На одной из наших батарей, попавшую на позицию, к которой японцы пристрелялись, выбыли из строя все офицеры, начальство принял унтер-офицер, у которого уже была оторвана кисть правой руки – он, кое-как перевязав её рукавом рубахи, левой рукой работает над орудием, пока не падает мёртвым, сражённый шрапнелью. Тут же на полях Вафангоу выказалась во всём своём блеске доблесть русской женщины – сестра милосердия г-жа Воронова под градом пуль, спокойно сидя на коне, распоряжалась действиями санитаров.
Два военных врача (один из них еврей) работали неутомимо в линии огня, перевязывая раненых, и когда наши войска стали отходить, доблестные истинные «друзья человечества», несмотря ни на какие убеждения, не оставили свою опасную работу, пока не довели её до конца.
По заявлению поручика Вакулина, контуженного в голову, состоявшего при двух американских военных агентах, эти последние вели себя настоящими «солдатами» – они всё время не покидали линии огня и с сигарами в зубах спокойно стояли под сыпавшимися вокруг них пулями.
Снова констатируют хитрость японцев, хитрость, впрочем, далеко не предосудительную, которую следует принять не только к сведению, но, пожалуй, и к руководству. Они маскируют свои батареи деревянными орудиями, так называемыми, орудиями-болванками и стреляют под их прикрытием.
В некоторых же местах, для отвлечения внимания, они выставляют прямо декоративные батареи из орудий-болванок.
Эта последняя уловка, однако, как слышно, разбивается об опытность наших доблестных артиллеристов.
Тяжёлая сцена разыгралась над телом убитого командира 1 восточносибирского стрелкового Его Величества полка полковника Хвастунова.
Над его залитым кровью трупом неудержимо и горько рыдала его жена, разделявшая трудности похода с своим любимым мужем в качестве сестры милосердия.

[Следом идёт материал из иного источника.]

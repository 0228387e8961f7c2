//! Decision protocol records exchanged with the coordinator.
//!
//! A decision task hands the engine a (possibly paginated) view of one
//! execution's history; the engine answers with a list of decision records.
//! Records are plain structured data: building them is the engine's job,
//! transmitting them is the coordinator client's.

use serde::{Deserialize, Serialize};
use serde_json::Value as JsonValue;

use crate::history::HistoryPage;
use crate::workflow::TimeoutConfig;

/// Page size requested when fetching history, matching the coordinator's
/// maximum.
pub const DEFAULT_MAXIMUM_PAGE_SIZE: u32 = 100;

/// One invocation of the engine: the coordinator's view of an execution.
#[derive(Debug, Clone, PartialEq, Serialize, Deserialize)]
pub struct DecisionTask {
    /// Opaque token echoed back when responding to the task.
    pub task_token: String,
    /// Workflow type name of the execution.
    pub workflow_type: String,
    /// Workflow type version of the execution.
    pub workflow_version: String,
    /// Identifier the execution was started with.
    pub execution_id: String,
    /// History pages delivered so far, oldest first.
    pub pages: Vec<HistoryPage>,
}

impl DecisionTask {
    /// Continuation token of the final page, when history is truncated.
    pub fn next_page_token(&self) -> Option<&str> {
        self.pages.last().and_then(|page| page.next_page_token.as_deref())
    }
}

/// Payload of one schedule-activity decision.
#[derive(Debug, Clone, PartialEq, Serialize, Deserialize)]
pub struct ScheduleActivityRecord {
    /// Activity type name for the worker fleet.
    pub activity_type: String,
    /// Registered version of the activity type.
    pub version: String,
    /// Identifier unique within the execution.
    pub activity_id: String,
    /// Task list the activity task is posted to.
    pub task_list: String,
    /// Input payload bound at planning time.
    #[serde(default)]
    pub input: JsonValue,
    /// Opaque control metadata forwarded from the activity spec.
    #[serde(default)]
    pub control: Option<JsonValue>,
    /// Timeouts forwarded verbatim from the activity spec.
    #[serde(flatten)]
    pub timeouts: TimeoutConfig,
}

/// One decision record in the response to a decision task.
///
/// A response carries zero or more of these; zero records is the no-op
/// continuation issued while scheduled activities are still in flight.
#[derive(Debug, Clone, PartialEq, Serialize, Deserialize)]
#[serde(tag = "decision_type", rename_all = "snake_case")]
pub enum DecisionRecord {
    /// Schedule one activity task.
    ScheduleActivity(ScheduleActivityRecord),
    /// Close the execution successfully with a final payload.
    CompleteExecution {
        #[serde(default)]
        result: JsonValue,
    },
    /// Close the execution as failed.
    FailExecution {
        reason: String,
        #[serde(default)]
        details: Option<String>,
    },
}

Полковника Хвастунова и некоторых других павших в бою офицеров успели похоронить с воинскими почестями на поле битвы.
XII. В Ляояне
Наконец, после одиннадцатидневного «мукденского карантина», я сегодня приехал в Ляоян.
Он, несомненно, оживлённее Мукдена.
Ежечасно в него прибывают войска и отсюда, как из центра, радиусами разливаются на театр войны, который, как известно, занял в настоящее время огромное пространство.

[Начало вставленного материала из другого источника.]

//! Coordinator client utilities.
//!
//! This crate owns every network conversation with the workflow coordinator.
//! It focuses on:
//!
//! - Constructing an HTTP client with sensible defaults
//! - Reading credentials from `GALLEY_API_TOKEN`
//! - Validating `GALLEY_API_BASE` for safety
//! - Building requests with a consistent User-Agent and Accept headers
//! - Starting executions idempotently (see [`starter`])
//!
//! The decision engine itself never touches this crate; it is handed history
//! pages and returns decision records, and callers here move both across the
//! wire.

use std::env;
use std::time::Duration;

use anyhow::{Context, Result, anyhow};
use reqwest::{Client, Method, RequestBuilder, Url, header};
use serde_json::json;
use tracing::debug;

use galley_types::{DEFAULT_MAXIMUM_PAGE_SIZE, DecisionRecord, HistoryPage};

pub mod starter;

pub use starter::{
    CoordinatorStart, StartError, StartExecutionRequest, StartOutcome, StartRequestError, StartedExecution,
    start_execution,
};

/// Environment variable overriding the coordinator base URL.
pub const API_BASE_ENV: &str = "GALLEY_API_BASE";
/// Environment variable carrying the coordinator bearer token.
pub const API_TOKEN_ENV: &str = "GALLEY_API_TOKEN";
/// Coordinator endpoint used when `GALLEY_API_BASE` is unset.
const DEFAULT_BASE_URL: &str = "https://coordinator.galley.dev";

/// Allowed base domains for non-local configurations of `GALLEY_API_BASE`.
/// Subdomains of these domains are also allowed.
const ALLOWED_COORDINATOR_DOMAINS: &[&str] = &["galley.dev", "galley-staging.dev"];
/// Hostnames allowed for local development regardless of scheme.
const LOCALHOST_DOMAINS: &[&str] = &["localhost", "127.0.0.1"];

/// Thin wrapper around a configured `reqwest::Client` for coordinator access.
///
/// The client pre-configures default headers and builds requests against a
/// validated base URL. Authentication is read from the environment.
#[derive(Debug, Clone)]
pub struct CoordinatorClient {
    pub base_url: String,
    pub http: Client,
    pub user_agent: String,
}

impl CoordinatorClient {
    /// Construct a [`CoordinatorClient`] from environment variables.
    ///
    /// The base URL is taken from `GALLEY_API_BASE` (if set) or falls back to
    /// the default coordinator endpoint. Non-localhost hosts must use HTTPS
    /// and sit within an allowed domain. A bearer token from
    /// `GALLEY_API_TOKEN`, when present, becomes a default header.
    pub fn new_from_env() -> Result<Self> {
        let mut default_headers = header::HeaderMap::new();
        if let Ok(api_token) = env::var(API_TOKEN_ENV) {
            let authorization = format!("Bearer {api_token}");
            let value = header::HeaderValue::from_str(&authorization).context("invalid coordinator token")?;
            default_headers.insert(header::AUTHORIZATION, value);
        }
        default_headers.insert(header::ACCEPT, header::HeaderValue::from_static("application/json"));

        let http = Client::builder()
            .default_headers(default_headers)
            .timeout(Duration::from_secs(30))
            .build()
            .context("build http client")?;

        let base_url = env::var(API_BASE_ENV).unwrap_or_else(|_| DEFAULT_BASE_URL.into());
        validate_base_url(&base_url)?;

        Ok(Self {
            base_url,
            http,
            user_agent: format!("galley/0.1; {}", env::consts::OS),
        })
    }

    /// Build a `reqwest::RequestBuilder` for a method and API-relative path.
    ///
    /// The resulting request includes the configured User-Agent and base
    /// headers, and is resolved relative to `self.base_url`.
    pub fn request(&self, method: reqwest::Method, path: &str) -> RequestBuilder {
        let url = format!("{}{}", self.base_url, path);
        debug!(%url, "building request");

        self.http
            .request(method, url)
            .header(header::USER_AGENT, &self.user_agent)
    }

    /// Fetch one page of history for an execution.
    ///
    /// Passing the previous page's continuation token fetches the next page;
    /// the returned page carries its own token while history remains.
    pub async fn fetch_history_page(&self, execution_id: &str, page_token: Option<&str>) -> Result<HistoryPage> {
        let path = format!("/v1/executions/{execution_id}/history");
        let mut request = self
            .request(Method::GET, &path)
            .query(&[("maximum_page_size", DEFAULT_MAXIMUM_PAGE_SIZE.to_string())]);
        if let Some(token) = page_token {
            request = request.query(&[("page_token", token)]);
        }

        let response = request.send().await?.error_for_status()?;
        response.json().await.context("parse history page")
    }

    /// Post the decision records answering one decision task.
    ///
    /// An empty record list is a valid response: the no-op continuation
    /// issued while scheduled activities are still in flight.
    pub async fn respond_decision_task(&self, task_token: &str, records: &[DecisionRecord]) -> Result<()> {
        self.request(Method::POST, "/v1/decision-tasks/respond")
            .json(&json!({
                "task_token": task_token,
                "decisions": records,
            }))
            .send()
            .await?
            .error_for_status()
            .context("respond decision task")?;
        Ok(())
    }
}

/// Validate that a base URL is acceptable for use by the client.
///
/// Rules:
/// - `localhost` or `127.0.0.1`: any scheme is allowed
/// - otherwise: scheme must be HTTPS, and host must be one of the allowed
///   coordinator domains or a subdomain thereof
fn validate_base_url(base: &str) -> Result<()> {
    let parsed = Url::parse(base).map_err(|e| anyhow!("invalid {} URL '{}': {}", API_BASE_ENV, base, e))?;

    let host_name = parsed
        .host_str()
        .ok_or_else(|| anyhow!("{} must include a host", API_BASE_ENV))?;

    // Local development allowances: localhost/127.0.0.1 with any scheme.
    if LOCALHOST_DOMAINS
        .iter()
        .any(|&allowed| host_name.eq_ignore_ascii_case(allowed))
    {
        return Ok(());
    }

    if parsed.scheme() != "https" {
        return Err(anyhow!(
            "{} must use https for non-localhost hosts; got '{}://'",
            API_BASE_ENV,
            parsed.scheme()
        ));
    }

    let is_allowed_domain = ALLOWED_COORDINATOR_DOMAINS.iter().any(|&allowed_domain| {
        host_name.eq_ignore_ascii_case(allowed_domain) || host_name.ends_with(&format!(".{allowed_domain}"))
    });
    if !is_allowed_domain {
        return Err(anyhow!(
            "{} host '{}' is not allowed; must be one of {:?} or a subdomain, or localhost",
            API_BASE_ENV,
            host_name,
            ALLOWED_COORDINATOR_DOMAINS
        ));
    }

    Ok(())
}

#[cfg(test)]
mod tests {
    use super::validate_base_url;

    #[test]
    fn localhost_allows_any_scheme() {
        assert!(validate_base_url("http://localhost:8080").is_ok());
        assert!(validate_base_url("http://127.0.0.1:4000").is_ok());
    }

    #[test]
    fn non_localhost_requires_https() {
        let error = validate_base_url("http://coordinator.galley.dev").expect_err("should reject");
        assert!(error.to_string().contains("https"), "unexpected error: {error}");
    }

    #[test]
    fn allowed_domains_and_subdomains_pass() {
        assert!(validate_base_url("https://galley.dev").is_ok());
        assert!(validate_base_url("https://coordinator.galley-staging.dev").is_ok());
    }

    #[test]
    fn foreign_hosts_are_rejected() {
        let error = validate_base_url("https://coordinator.example.com").expect_err("should reject");
        assert!(error.to_string().contains("not allowed"), "unexpected error: {error}");
    }
}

Здесь, если можно так выразиться, бьётся пульс войны.
И это понятно!
В Мукдене думают и обсуждают, здесь действуют, в Мукдене управляют, здесь бьются, в Мукдене политика, здесь война.
Кстати, между прочим, нахожу небезынтересным сообщить, как проводит день Наместник Дальнего Востока, адмирал Алексеев, живущий в настоящее время в особом поезде, состоящем из салон-вагона, вагона-кабинета. и спальни, вагона для прислуги и вагона-кухни.

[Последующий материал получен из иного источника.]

//! Execution history events.
//!
//! History is the append-only, ordered log of facts about one execution and
//! the sole source of truth for decision making. The coordinator delivers it
//! in pages; when a page is truncated it carries a continuation token the
//! caller uses to fetch the rest before planning.

use serde::{Deserialize, Serialize};
use serde_json::Value as JsonValue;

/// One page of history events as delivered with a decision task.
#[derive(Debug, Clone, PartialEq, Serialize, Deserialize)]
pub struct HistoryPage {
    /// Events in ascending sequence order within the page.
    pub events: Vec<HistoryEvent>,
    /// Continuation token; present when the history is truncated and a
    /// further page must be fetched before planning.
    #[serde(default)]
    pub next_page_token: Option<String>,
}

/// One recorded fact about an execution.
#[derive(Debug, Clone, PartialEq, Serialize, Deserialize)]
pub struct HistoryEvent {
    /// Monotonically increasing sequence number, unique per execution.
    pub event_id: u64,
    /// Kind-specific payload.
    #[serde(flatten)]
    pub attributes: EventAttributes,
}

/// Kind-specific event payloads.
///
/// The set grows over time on the coordinator side; anything this crate does
/// not recognize deserializes as [`EventAttributes::Unrecognized`] and is
/// skipped by the reducer rather than rejected.
#[derive(Debug, Clone, PartialEq, Serialize, Deserialize)]
#[serde(tag = "event_type", rename_all = "snake_case")]
pub enum EventAttributes {
    /// The execution started with the given run input.
    ExecutionStarted {
        #[serde(default)]
        input: JsonValue,
    },
    /// An activity task was placed on the task list.
    ActivityScheduled { activity_id: String },
    /// An activity finished successfully.
    ActivityCompleted {
        activity_id: String,
        #[serde(default)]
        result: JsonValue,
    },
    /// An activity reported a permanent failure.
    ActivityFailed {
        activity_id: String,
        reason: String,
        #[serde(default)]
        details: Option<String>,
    },
    /// The coordinator expired one of the activity's timeouts.
    ActivityTimedOut {
        activity_id: String,
        timeout_kind: TimeoutKind,
    },
    /// Cancellation of the whole execution was requested.
    ExecutionCancelRequested,
    /// Any event kind this crate does not know about.
    #[serde(other)]
    Unrecognized,
}

impl EventAttributes {
    /// The activity identifier this event concerns, if any.
    pub fn activity_id(&self) -> Option<&str> {
        match self {
            EventAttributes::ActivityScheduled { activity_id }
            | EventAttributes::ActivityCompleted { activity_id, .. }
            | EventAttributes::ActivityFailed { activity_id, .. }
            | EventAttributes::ActivityTimedOut { activity_id, .. } => Some(activity_id),
            _ => None,
        }
    }
}

/// Which of the four activity timeouts expired.
#[derive(Debug, Clone, Copy, PartialEq, Eq, Serialize, Deserialize)]
#[serde(rename_all = "SCREAMING_SNAKE_CASE")]
pub enum TimeoutKind {
    Heartbeat,
    ScheduleToClose,
    ScheduleToStart,
    StartToClose,
}

impl std::fmt::Display for TimeoutKind {
    fn fmt(&self, f: &mut std::fmt::Formatter<'_>) -> std::fmt::Result {
        let label = match self {
            TimeoutKind::Heartbeat => "HEARTBEAT",
            TimeoutKind::ScheduleToClose => "SCHEDULE_TO_CLOSE",
            TimeoutKind::ScheduleToStart => "SCHEDULE_TO_START",
            TimeoutKind::StartToClose => "START_TO_CLOSE",
        };
        f.write_str(label)
    }
}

Для жительства наместника построен особый дом, но он предпочитает жить в вагонах.
Встаёт он ежедневно в пять часов утра и в половине шестого уже едет верхом в сопровождении приближённых лиц на прогулку в окрестности Мукдена.
Одет он в это время обыкновенно в тужурке.
Его любимая лошадь – простая казацкая, которая ходит особым нравящимся ему аллюром.
Излюбленным местом утренних прогулок наместника являются могилы маньчжурских императоров, находящиеся действительно в тенистом, красивом и живописном саду.
Ровно с половины восьмого наместник возвращается к себе, делает свой вторичный туалет и начинает свой трудовой день.
В десять часов сервируется утренний завтрак, после которого идут непрерывно до обеда, который подаётся в пять часов, доклады по различным частям управления и по дипломатической части, приёмы представляющихся и т. д.
После обеда снова занимается делами или едет осматривать те или другие учреждения.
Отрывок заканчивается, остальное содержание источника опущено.